(CN) — If people can just hail a ride from a five-star Lyft or Uber driver at a moment’s notice, will they even bother owning cars? According to research published in the journal iScience on Wednesday, the answer is yes: vehicle ownership actually increased across cities alongside the arrival of ride-hail services.
Across U.S. cities served by Uber and Lyft, car ownership increased an average of 0.7% between 2010 and 2017.
“I would have expected people to own fewer vehicles once they gain access to this alternative transportation mode, but that’s not what we see in the data,” said study co-author Jeremy Michalek in a statement. Michalek is a professor of engineering and public policy at Carnegie Mellon University.
From 2010 to 2017, the number of Americans hiring rides doubled. By 2016, 15% of trips across San Francisco were made via what the researchers refer to as ridesource services. Still, the use of these services only accounts for 0.5% of total passenger trips taken each day and remains concentrated in urban areas.
With increased use, the energy and environmental impact of ridesource services becomes significant as more cars on the road means more energy consumption and higher levels of vehicle emissions.
To understand whether ridesource services lived up to expectations of decreasing car ownership and reducing transportation energy costs, researchers analyzed seven years of data collected in dozens of U.S. cities, including vehicle registration data assembled by IHS Markit, the Federal Transit Administration’s annual transit ridership reports, and population demographics collected from the U.S. Census Bureau.
The emergence of ridesource services correlated with a decline in vehicle registrations in 17% of urban areas studied but correlated with an increase in 26%. While vehicle registration per capita decreased by 11% in Redding, California, with the introduction of ridesource services, the launch of the same businesses corresponded with a 15.7% increase in car registrations in Gainesville, Florida.
Major factors associated with car ownership were income and children. Urban areas with wealthier populations and fewer children tended to own fewer cars per capita.
“What this suggests to me is that in a city where people have disposable income and fewer children, they don’t mind paying more for a more convenient mode of transportation, and they don’t have to worry about logistics like bringing a car seat,” Michalek wrote.
In addition to ridesource services influencing frequent passengers to forgo car ownership, researchers postulated that the presence of transportation network companies can provide an opportunity for people with lower incomes to afford owning a car.
While ridesource services may not universally decrease dependency on individual cars, researchers say there are many other ways companies can reduce their energy costs.
“For all of the miles that Uber and Lyft put into the system, about 45% of them are without a passenger,” co-author Alejandro Henao said in an interview. Now a mobility researcher with the National Renewable Energy Laboratory, Henao previously drove for Uber and Lyft so he could collect primary research and better understand how the services worked for drivers and passengers alike.
“Because of those additional miles, you also incur some additional energy,” Henao said. “Then what happens if you’re taking away rides from public transit as well?

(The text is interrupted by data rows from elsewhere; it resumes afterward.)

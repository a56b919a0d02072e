use std::path::PathBuf;
use std::sync::Arc;

use anyhow::Context;
use clap::Parser;
use git_relay::http_handler::{self, HttpState};
use git_relay::ssh_handler::ServerSSH;
use git_relay::{logging, AccessPolicy, Config, RootedAccess};

/// Serve git repositories over smart HTTP and SSH
#[derive(Parser, Debug)]
#[command(name = "git-relay")]
#[command(author, version, about, long_about = None)]
struct Args {
    /// Path to configuration file
    #[arg(short, long, default_value = "git-relay.yaml")]
    config: PathBuf,

    /// Directory holding the served repositories
    #[arg(long)]
    repo_root: Option<PathBuf>,

    /// Log level (trace, debug, info, warn, error)
    #[arg(long)]
    log_level: Option<String>,

    /// Emit logs as JSON
    #[arg(long)]
    json_logs: bool,
}

#[tokio::main]
async fn main() -> anyhow::Result<()> {
    let args = Args::parse();

    let mut config = Config::load_yaml(&args.config)?;
    if let Some(repo_root) = args.repo_root {
        config.repo_root = repo_root;
    }
    if let Some(level) = args.log_level {
        config.log.level = level;
    }
    config.log.json |= args.json_logs;
    config.validate()?;

    logging::init_logging(&config.log.level, config.log.json);

    let relay = Arc::new(config.relay());
    let repos = RootedAccess::new(&config.repo_root);
    tracing::info!(
        version = env!("CARGO_PKG_VERSION"),
        repo_root = %config.repo_root.display(),
        backend = %relay.program().display(),
        "starting git relay"
    );

    let http = async {
        if !config.http.enabled {
            return Ok(());
        }
        let state = HttpState::new(relay.clone(), repos.clone(), config.body_timeout());
        http_handler::serve(state, config.http.listen)
            .await
            .context("smart HTTP transport failed")
    };

    let ssh = async {
        if !config.ssh.enabled {
            return Ok(());
        }
        let access: Arc<dyn AccessPolicy> = Arc::new(repos.clone());
        ServerSSH::new(relay.clone(), access)
            .serve(&config.ssh)
            .await
            .context("SSH transport failed")
    };

    if !config.http.enabled && !config.ssh.enabled {
        anyhow::bail!("no transport enabled");
    }

    tokio::try_join!(http, ssh)?;
    Ok(())
}
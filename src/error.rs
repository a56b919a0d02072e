//! Error types for the pack relay and its configuration.

use std::path::PathBuf;

use thiserror::Error;

/// Errors raised while relaying a pack exchange.
#[derive(Debug, Error)]
pub enum RelayError {
    /// The requested service is neither upload-pack nor receive-pack.
    #[error("invalid pack service: {0:?}")]
    InvalidService(String),

    /// The backend program could not be started.
    #[error("failed to spawn {program}: {source}")]
    Spawn {
        program: String,
        #[source]
        source: std::io::Error,
    },

    /// The backend exited non-zero. `exit_code` is -1 when it was killed by a signal.
    #[error("backend exited with code {exit_code}: {}", String::from_utf8_lossy(.stderr).trim_end())]
    Backend { exit_code: i32, stderr: Vec<u8> },

    /// The client's inbound byte stream failed.
    #[error("inbound stream error: {0}")]
    Inbound(#[source] std::io::Error),

    /// Reading or writing a backend pipe failed.
    #[error("I/O error: {0}")]
    Io(#[from] std::io::Error),

    /// The relay was torn down before the backend finished.
    #[error("relay cancelled")]
    Cancelled,
}

impl RelayError {
    /// True for failures detected before the backend was started.
    pub fn is_invocation(&self) -> bool {
        matches!(self, RelayError::InvalidService(_) | RelayError::Spawn { .. })
    }
}

/// Errors raised while loading configuration.
#[derive(Debug, Error)]
pub enum ConfigError {
    #[error("failed to read {path}: {source}")]
    Read {
        path: PathBuf,
        #[source]
        source: std::io::Error,
    },

    #[error("failed to parse {path}: {source}")]
    Parse {
        path: PathBuf,
        #[source]
        source: serde_yaml::Error,
    },

    #[error("invalid configuration: {0}")]
    Invalid(String),
}

/// Errors raised while starting a transport.
#[derive(Debug, Error)]
pub enum ServerError {
    #[error("failed to load host key {path}: {source}")]
    HostKey {
        path: PathBuf,
        #[source]
        source: russh::keys::Error,
    },

    #[error(transparent)]
    Io(#[from] std::io::Error),
}
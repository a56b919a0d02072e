//! Log subscriber setup.

use tracing_subscriber::{fmt, layer::SubscriberExt, util::SubscriberInitExt, EnvFilter};

/// Directives used when `RUST_LOG` is unset.
fn default_directives(level: &str) -> String {
    format!("git_relay={level},russh=warn,tower_http=debug")
}

/// Installs the global subscriber. `RUST_LOG` overrides `level`.
///
/// JSON output carries the current span so session and backend ids stay
/// attached to each event.
pub fn init_logging(level: &str, json_format: bool) {
    let env_filter = EnvFilter::try_from_default_env()
        .unwrap_or_else(|_| EnvFilter::new(default_directives(level)));

    let registry = tracing_subscriber::registry().with(env_filter);
    if json_format {
        registry
            .with(fmt::layer().json().with_current_span(true))
            .init();
    } else {
        registry.with(fmt::layer()).init();
    }
}
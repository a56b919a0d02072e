//! Admission checks and repository resolution.

use std::net::SocketAddr;
use std::path::{Component, Path, PathBuf};

use async_trait::async_trait;

/// Decides who may use the relay and which repository a request maps to.
///
/// All checks run before a backend is spawned. The defaults admit everyone.
#[async_trait]
pub trait AccessPolicy: Send + Sync {
    fn peer_allowed(&self, _peer: Option<SocketAddr>) -> bool {
        true
    }

    fn username_valid(&self, _username: &str) -> bool {
        true
    }

    /// Maps a client-supplied repository path to a directory on disk, or
    /// `None` when it does not exist or `username` may not use it.
    async fn resolve_repository(&self, requested: &str, username: &str) -> Option<PathBuf>;
}

/// Serves every existing repository below a root directory.
#[derive(Debug, Clone)]
pub struct RootedAccess {
    root: PathBuf,
}

impl RootedAccess {
    pub fn new(root: impl Into<PathBuf>) -> Self {
        Self { root: root.into() }
    }

    /// Resolves `requested` under the root and checks that it exists.
    pub async fn locate(&self, requested: &str) -> Option<PathBuf> {
        let path = join_under_root(&self.root, requested)?;
        match tokio::fs::try_exists(&path).await {
            Ok(true) => Some(path),
            _ => None,
        }
    }
}

#[async_trait]
impl AccessPolicy for RootedAccess {
    async fn resolve_repository(&self, requested: &str, _username: &str) -> Option<PathBuf> {
        self.locate(requested).await
    }
}

/// Joins a client path under `root`. Leading slashes are dropped; paths that
/// are empty or contain `..` are refused.
pub fn join_under_root(root: &Path, requested: &str) -> Option<PathBuf> {
    let relative = Path::new(requested.trim_start_matches('/'));
    let mut joined = root.to_path_buf();
    let mut segments = 0;
    for component in relative.components() {
        match component {
            Component::Normal(segment) => {
                joined.push(segment);
                segments += 1;
            }
            Component::CurDir => {}
            Component::ParentDir | Component::RootDir | Component::Prefix(_) => return None,
        }
    }
    (segments > 0).then_some(joined)
}
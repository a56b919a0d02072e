//! Serves git repositories over smart HTTP and SSH.
//!
//! Both transports hand the pack negotiation to the native `git` pack
//! programs through [`pack::PackRelay`], streaming bytes in both directions.

pub mod access;
pub mod config;
pub mod error;
pub mod http_handler;
pub mod logging;
pub mod pack;
pub mod ssh_handler;

pub use access::{AccessPolicy, RootedAccess};
pub use config::Config;
pub use error::{ConfigError, RelayError, ServerError};
pub use pack::{encode_advertisement, PackRelay, PackService, RelayStream};
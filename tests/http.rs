mod common;

use std::sync::Arc;
use std::time::Duration;

use axum::body::Body;
use axum::http::{header, Request, StatusCode};
use axum::response::Response;
use axum::Router;
use git_relay::http_handler::{create_router, HttpState};
use git_relay::{encode_advertisement, Config, PackRelay, RootedAccess};
use tower::ServiceExt;

use common::*;

fn router(root: &std::path::Path, relay: PackRelay, timeout: Duration) -> Router {
    create_router(HttpState::new(
        Arc::new(relay),
        RootedAccess::new(root),
        timeout,
    ))
}

async fn send(router: Router, request: Request<Body>) -> Response {
    router.oneshot(request).await.unwrap()
}

fn get(uri: &str) -> Request<Body> {
    Request::builder().uri(uri).body(Body::empty()).unwrap()
}

fn post(uri: &str, body: &'static str) -> Request<Body> {
    Request::builder()
        .method("POST")
        .uri(uri)
        .body(Body::from(body))
        .unwrap()
}

async fn body_bytes(response: Response) -> Vec<u8> {
    axum::body::to_bytes(response.into_body(), usize::MAX)
        .await
        .unwrap()
        .to_vec()
}

fn assert_uncached(response: &Response) {
    assert_eq!(response.headers()[header::CACHE_CONTROL], "no-store");
    assert_eq!(response.headers()[header::EXPIRES], "0");
}

#[tokio::test]
async fn info_refs_streams_advertisement() {
    let (root, _repo) = repo_root();
    let app = router(root.path(), stub_relay("printf 'REFS'"), Duration::from_secs(5));

    let response = send(app, get("/foo.git/info/refs?service=git-upload-pack")).await;

    assert_eq!(response.status(), StatusCode::OK);
    assert_eq!(
        response.headers()[header::CONTENT_TYPE],
        "application/x-git-upload-pack-advertisement"
    );
    assert_uncached(&response);

    let mut expected = encode_advertisement("git-upload-pack").to_vec();
    expected.extend_from_slice(b"REFS");
    assert_eq!(body_bytes(response).await, expected);
}

#[tokio::test]
async fn info_refs_requires_known_service() {
    let (root, _repo) = repo_root();

    let app = router(root.path(), stub_relay("true"), Duration::from_secs(5));
    let response = send(app, get("/foo.git/info/refs")).await;
    assert_eq!(response.status(), StatusCode::BAD_REQUEST);

    let app = router(root.path(), stub_relay("true"), Duration::from_secs(5));
    let response = send(app, get("/foo.git/info/refs?service=git-archive")).await;
    assert_eq!(response.status(), StatusCode::BAD_REQUEST);
}

#[tokio::test]
async fn bare_subcommand_names_are_not_services() {
    let (root, _repo) = repo_root();
    let pid_file = root.path().join("backend.pid");
    let script = pid_and_block(&pid_file);

    let app = router(root.path(), stub_relay(&script), Duration::from_secs(5));
    let response = send(app, get("/foo.git/info/refs?service=upload-pack")).await;
    assert_eq!(response.status(), StatusCode::BAD_REQUEST);

    let app = router(root.path(), stub_relay(&script), Duration::from_secs(5));
    let response = send(app, post("/foo.git/upload-pack", "0000")).await;
    assert_eq!(response.status(), StatusCode::NOT_FOUND);

    let app = router(root.path(), stub_relay(&script), Duration::from_secs(5));
    let response = send(app, post("/foo.git/receive-pack", "0000")).await;
    assert_eq!(response.status(), StatusCode::NOT_FOUND);

    assert!(!pid_file.exists(), "a backend was started");
}

#[tokio::test]
async fn unknown_repository_is_not_found() {
    let (root, _repo) = repo_root();

    let app = router(root.path(), stub_relay("true"), Duration::from_secs(5));
    let response = send(app, get("/missing.git/info/refs?service=git-upload-pack")).await;
    assert_eq!(response.status(), StatusCode::NOT_FOUND);

    let app = router(root.path(), stub_relay("true"), Duration::from_secs(5));
    let response = send(app, post("/../foo.git/git-upload-pack", "")).await;
    assert_eq!(response.status(), StatusCode::NOT_FOUND);

    let app = router(root.path(), stub_relay("true"), Duration::from_secs(5));
    let response = send(app, post("/foo.git/git-archive", "")).await;
    assert_eq!(response.status(), StatusCode::NOT_FOUND);
}

#[tokio::test]
async fn exchange_relays_request_body() {
    let (root, _repo) = repo_root();
    let app = router(root.path(), stub_relay("cat"), Duration::from_secs(5));

    let response = send(app, post("/foo.git/git-upload-pack", "0032want 1234\n0009done\n")).await;

    assert_eq!(response.status(), StatusCode::OK);
    assert_eq!(
        response.headers()[header::CONTENT_TYPE],
        "application/x-git-upload-pack-result"
    );
    assert_uncached(&response);
    assert_eq!(body_bytes(response).await, b"0032want 1234\n0009done\n");
}

#[tokio::test]
async fn backend_failure_before_output_is_a_server_error() {
    let (root, _repo) = repo_root();
    let app = router(
        root.path(),
        stub_relay("cat >/dev/null; echo 'fatal: bad object' >&2; exit 1"),
        Duration::from_secs(5),
    );

    let response = send(app, post("/foo.git/git-receive-pack", "0000")).await;

    assert_eq!(response.status(), StatusCode::INTERNAL_SERVER_ERROR);
    let body = String::from_utf8(body_bytes(response).await).unwrap();
    assert!(!body.contains("bad object"));
    assert!(body.contains("pack backend failed"));
}

#[tokio::test]
async fn missing_backend_is_a_server_error() {
    let (root, _repo) = repo_root();
    let app = router(
        root.path(),
        PackRelay::new("/nonexistent/git", 1024),
        Duration::from_secs(5),
    );

    let response = send(app, post("/foo.git/git-upload-pack", "0000")).await;

    assert_eq!(response.status(), StatusCode::INTERNAL_SERVER_ERROR);
    let body = String::from_utf8(body_bytes(response).await).unwrap();
    assert!(body.contains("pack backend unavailable"));
}

#[tokio::test]
async fn exchange_timeout_kills_backend() {
    let (root, _repo) = repo_root();
    let pid_file = root.path().join("backend.pid");
    let app = router(
        root.path(),
        stub_relay(&pid_and_block(&pid_file)),
        Duration::from_millis(500),
    );

    let response = send(app, post("/foo.git/git-upload-pack", "0000")).await;

    assert_eq!(response.status(), StatusCode::GATEWAY_TIMEOUT);
    let pid = wait_for_pid(&pid_file).await;
    assert_process_gone(pid).await;
}

#[tokio::test]
async fn timeout_after_output_aborts_the_body() {
    let (root, _repo) = repo_root();
    let pid_file = root.path().join("backend.pid");
    let script = format!("printf 'started'; {}", pid_and_block(&pid_file));
    let app = router(root.path(), stub_relay(&script), Duration::from_millis(500));

    let response = send(app, post("/foo.git/git-upload-pack", "0000")).await;
    assert_eq!(response.status(), StatusCode::OK);

    let body = axum::body::to_bytes(response.into_body(), usize::MAX).await;
    assert!(body.is_err());

    let pid = wait_for_pid(&pid_file).await;
    assert_process_gone(pid).await;
}

#[tokio::test]
async fn state_from_config_uses_configured_backend() {
    let (root, _repo) = repo_root();
    let config = Config {
        repo_root: root.path().to_path_buf(),
        git_program: "sh".into(),
        git_args: vec!["-c".into(), "printf 'CFG'".into(), "git-stub".into()],
        ..Config::default()
    };
    let app = create_router(HttpState::from_config(&config));

    let response = send(app, get("/foo.git/info/refs?service=git-receive-pack")).await;

    let mut expected = encode_advertisement("git-receive-pack").to_vec();
    expected.extend_from_slice(b"CFG");
    assert_eq!(body_bytes(response).await, expected);
}

#[tokio::test]
async fn health_reports_version() {
    let (root, _repo) = repo_root();
    let app = router(root.path(), stub_relay("true"), Duration::from_secs(5));

    let response = send(app, get("/health")).await;

    assert_eq!(response.status(), StatusCode::OK);
    let json: serde_json::Value = serde_json::from_slice(&body_bytes(response).await).unwrap();
    assert_eq!(json["status"], "ok");
}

That creates an even bigger energy impact.”
He added: “We need to continue increasing the amount of electric vehicles that these companies have in their fleet. Number two is we need to reduce the number of deadhead miles that you have into the system. To get there, you need to know what’s your demand, how many drivers you have, how you balance those?”
All of the data in this study was collected before the Covid-19 pandemic shook up the commuter world and it remains to be seen which habits people resume in the aftermath.
The National Science Foundation and the U.S. Environmental Protection Agency contributed funding to this research.